-- Given entries follows --
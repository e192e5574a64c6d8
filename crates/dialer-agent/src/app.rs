//! One agent run: wire the core to the simulated collaborators, start (or
//! recover) the campaign's batch and follow it on the bus until it ends.

use std::sync::Arc;
use std::time::Duration;

use anyhow::{Context, Result};
use chrono::{DateTime, Utc};
use tokio_util::sync::CancellationToken;
use tracing::{info, warn};

use dialer::{
    CampaignOrchestrator, Collaborators, DialerEvent, EventBus, EventFilter, LiveCallMonitor,
    MemoryStore, PauseReason, SharedClock, SharedScorer,
};

use crate::config::AgentConfig;
use crate::leads::{demo_leads, load_leads};
use crate::sim::{KeywordScorer, SimulatedPlacer};
use crate::telemetry::{RunSummary, TelemetrySink};

/// Run the configured campaign until its batch completes or stops, the run
/// time limit passes, or `cancel` fires. In-flight work left by the last two
/// is picked up by `recover` on the next run from the same snapshot.
pub async fn run(
    config: AgentConfig,
    clock: SharedClock,
    cancel: CancellationToken,
) -> Result<RunSummary> {
    config.validate()?;

    let store = open_store(&config, clock.now())?;
    let bus = EventBus::from_config(&config.dialer).shared();
    let scorer: SharedScorer =
        Arc::new(KeywordScorer::new().context("Failed to compile scorer patterns")?);
    let monitor =
        LiveCallMonitor::new(Arc::clone(&scorer), Arc::clone(&bus), Arc::clone(&clock)).shared();
    let placer = Arc::new(SimulatedPlacer::new(
        config.simulation.clone(),
        Arc::clone(&monitor),
    ));

    let orchestrator = CampaignOrchestrator::new(
        config.dialer.clone(),
        Collaborators {
            store: store.clone(),
            placer,
            scorer,
            bus: Arc::clone(&bus),
            monitor,
            clock: Arc::clone(&clock),
        },
    )
    .context("Invalid dialer configuration")?;

    let mut events = bus
        .subscribe_filtered(EventFilter::new())
        .context("Failed to subscribe to dialer events")?;
    let mut sink = TelemetrySink::new(&config.campaign_id, clock.now());

    let recovered = orchestrator.recover().context("Failed to recover batches")?;
    let resumed = recovered
        .iter()
        .find(|id| {
            orchestrator
                .job(id)
                .map(|job| job.campaign_id == config.campaign_id)
                .unwrap_or(false)
        })
        .cloned();
    let job_id = match resumed {
        Some(job_id) => {
            info!(%job_id, "Continuing recovered batch");
            job_id
        }
        None => orchestrator
            .start(&config.campaign_id, None, None)
            .context("Failed to start batch")?,
    };

    let deadline = tokio::time::sleep(Duration::from_secs(config.max_runtime_secs));
    tokio::pin!(deadline);

    loop {
        tokio::select! {
            _ = cancel.cancelled() => {
                warn!(%job_id, "Interrupted; shutting down");
                break;
            }
            _ = &mut deadline => {
                warn!(%job_id, max_runtime_secs = config.max_runtime_secs, "Run time limit reached; shutting down");
                break;
            }
            event = events.recv() => {
                let event = event.context("Dialer event bus closed")?;
                sink.record(&event);
                if event.job_id() != Some(job_id.as_str()) {
                    continue;
                }
                match event {
                    DialerEvent::BatchPaused {
                        reason: PauseReason::HotLead { lead_id },
                        ..
                    } if config.resume_after_hot => {
                        info!(%job_id, %lead_id, "Hot lead handed to a supervisor; resuming");
                        if let Err(e) = orchestrator.resume(&job_id) {
                            warn!(%job_id, error = %e, "Could not resume after hot lead");
                        }
                    }
                    DialerEvent::BatchCompleted { .. } | DialerEvent::BatchStopped { .. } => break,
                    _ => {}
                }
            }
        }
    }

    orchestrator.shutdown().await;
    while let Some(event) = events.try_recv() {
        sink.record(&event);
    }

    if let Some(path) = &config.snapshot_path {
        store
            .save_snapshot(path)
            .with_context(|| format!("Failed to write snapshot {}", path.display()))?;
        info!(path = %path.display(), "Saved store snapshot");
    }

    let job = orchestrator.job(&job_id).ok();
    let summary = sink.finish(job.as_ref(), events.missed(), clock.now());
    if let Some(path) = &config.summary_path {
        summary.write(path)?;
    }
    Ok(summary)
}

/// Load the snapshot if there is one; seed an empty store with leads
fn open_store(config: &AgentConfig, now: DateTime<Utc>) -> Result<Arc<MemoryStore>> {
    let restored = match &config.snapshot_path {
        Some(path) => MemoryStore::load_snapshot(path)
            .with_context(|| format!("Failed to load snapshot {}", path.display()))?,
        None => None,
    };
    let store = restored.unwrap_or_default();

    if store.lead_count()? == 0 {
        let leads = match &config.leads_path {
            Some(path) => load_leads(path)?,
            None => demo_leads(&config.campaign_id, config.demo_leads, now),
        };
        info!(count = leads.len(), campaign_id = %config.campaign_id, "Seeding leads");
        store.insert_leads(leads)?;
    }
    Ok(store.shared())
}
-- Given entries concluded --
What the task requires:
Everything in the data must be repeated exactly; leave no line out.

Answer to the exercise:
repository e192e5574a64c6d8
filename crates/dialer-agent/src/app.rs
//! One agent run: wire the core to the simulated collaborators, start (or
//! recover) the campaign's batch and follow it on the bus until it ends.

use std::sync::Arc;
use std::time::Duration;

use anyhow::{Context, Result};
use chrono::{DateTime, Utc};
use tokio_util::sync::CancellationToken;
use tracing::{info, warn};

use dialer::{
    CampaignOrchestrator, Collaborators, DialerEvent, EventBus, EventFilter, LiveCallMonitor,
    MemoryStore, PauseReason, SharedClock, SharedScorer,
};

use crate::config::AgentConfig;
use crate::leads::{demo_leads, load_leads};
use crate::sim::{KeywordScorer, SimulatedPlacer};
use crate::telemetry::{RunSummary, TelemetrySink};

/// Run the configured campaign until its batch completes or stops, the run
/// time limit passes, or `cancel` fires. In-flight work left by the last two
/// is picked up by `recover` on the next run from the same snapshot.
pub async fn run(
    config: AgentConfig,
    clock: SharedClock,
    cancel: CancellationToken,
) -> Result<RunSummary> {
    config.validate()?;

    let store = open_store(&config, clock.now())?;
    let bus = EventBus::from_config(&config.dialer).shared();
    let scorer: SharedScorer =
        Arc::new(KeywordScorer::new().context("Failed to compile scorer patterns")?);
    let monitor =
        LiveCallMonitor::new(Arc::clone(&scorer), Arc::clone(&bus), Arc::clone(&clock)).shared();
    let placer = Arc::new(SimulatedPlacer::new(
        config.simulation.clone(),
        Arc::clone(&monitor),
    ));

    let orchestrator = CampaignOrchestrator::new(
        config.dialer.clone(),
        Collaborators {
            store: store.clone(),
            placer,
            scorer,
            bus: Arc::clone(&bus),
            monitor,
            clock: Arc::clone(&clock),
        },
    )
    .context("Invalid dialer configuration")?;

    let mut events = bus
        .subscribe_filtered(EventFilter::new())
        .context("Failed to subscribe to dialer events")?;
    let mut sink = TelemetrySink::new(&config.campaign_id, clock.now());

    let recovered = orchestrator.recover().context("Failed to recover batches")?;
    let resumed = recovered
        .iter()
        .find(|id| {
            orchestrator
                .job(id)
                .map(|job| job.campaign_id == config.campaign_id)
                .unwrap_or(false)
        })
        .cloned();
    let job_id = match resumed {
        Some(job_id) => {
            info!(%job_id, "Continuing recovered batch");
            job_id
        }
        None => orchestrator
            .start(&config.campaign_id, None, None)
            .context("Failed to start batch")?,
    };

    let deadline = tokio::time::sleep(Duration::from_secs(config.max_runtime_secs));
    tokio::pin!(deadline);

    loop {
        tokio::select! {
            _ = cancel.cancelled() => {
                warn!(%job_id, "Interrupted; shutting down");
                break;
            }
            _ = &mut deadline => {
                warn!(%job_id, max_runtime_secs = config.max_runtime_secs, "Run time limit reached; shutting down");
                break;
            }
            event = events.recv() => {
                let event = event.context("Dialer event bus closed")?;
                sink.record(&event);
                if event.job_id() != Some(job_id.as_str()) {
                    continue;
                }
                match event {
                    DialerEvent::BatchPaused {
                        reason: PauseReason::HotLead { lead_id },
                        ..
                    } if config.resume_after_hot => {
                        info!(%job_id, %lead_id, "Hot lead handed to a supervisor; resuming");
                        if let Err(e) = orchestrator.resume(&job_id) {
                            warn!(%job_id, error = %e, "Could not resume after hot lead");
                        }
                    }
                    DialerEvent::BatchCompleted { .. } | DialerEvent::BatchStopped { .. } => break,
                    _ => {}
                }
            }
        }
    }

    orchestrator.shutdown().await;
    while let Some(event) = events.try_recv() {
        sink.record(&event);
    }

    if let Some(path) = &config.snapshot_path {
        store
            .save_snapshot(path)
            .with_context(|| format!("Failed to write snapshot {}", path.display()))?;
        info!(path = %path.display(), "Saved store snapshot");
    }

    let job = orchestrator.job(&job_id).ok();
    let summary = sink.finish(job.as_ref(), events.missed(), clock.now());
    if let Some(path) = &config.summary_path {
        summary.write(path)?;
    }
    Ok(summary)
}

/// Load the snapshot if there is one; seed an empty store with leads
fn open_store(config: &AgentConfig, now: DateTime<Utc>) -> Result<Arc<MemoryStore>> {
    let restored = match &config.snapshot_path {
        Some(path) => MemoryStore::load_snapshot(path)
            .with_context(|| format!("Failed to load snapshot {}", path.display()))?,
        None => None,
    };
    let store = restored.unwrap_or_default();

    if store.lead_count()? == 0 {
        let leads = match &config.leads_path {
            Some(path) => load_leads(path)?,
            None => demo_leads(&config.campaign_id, config.demo_leads, now),
        };
        info!(count = leads.len(), campaign_id = %config.campaign_id, "Seeding leads");
        store.insert_leads(leads)?;
    }
    Ok(store.shared())
}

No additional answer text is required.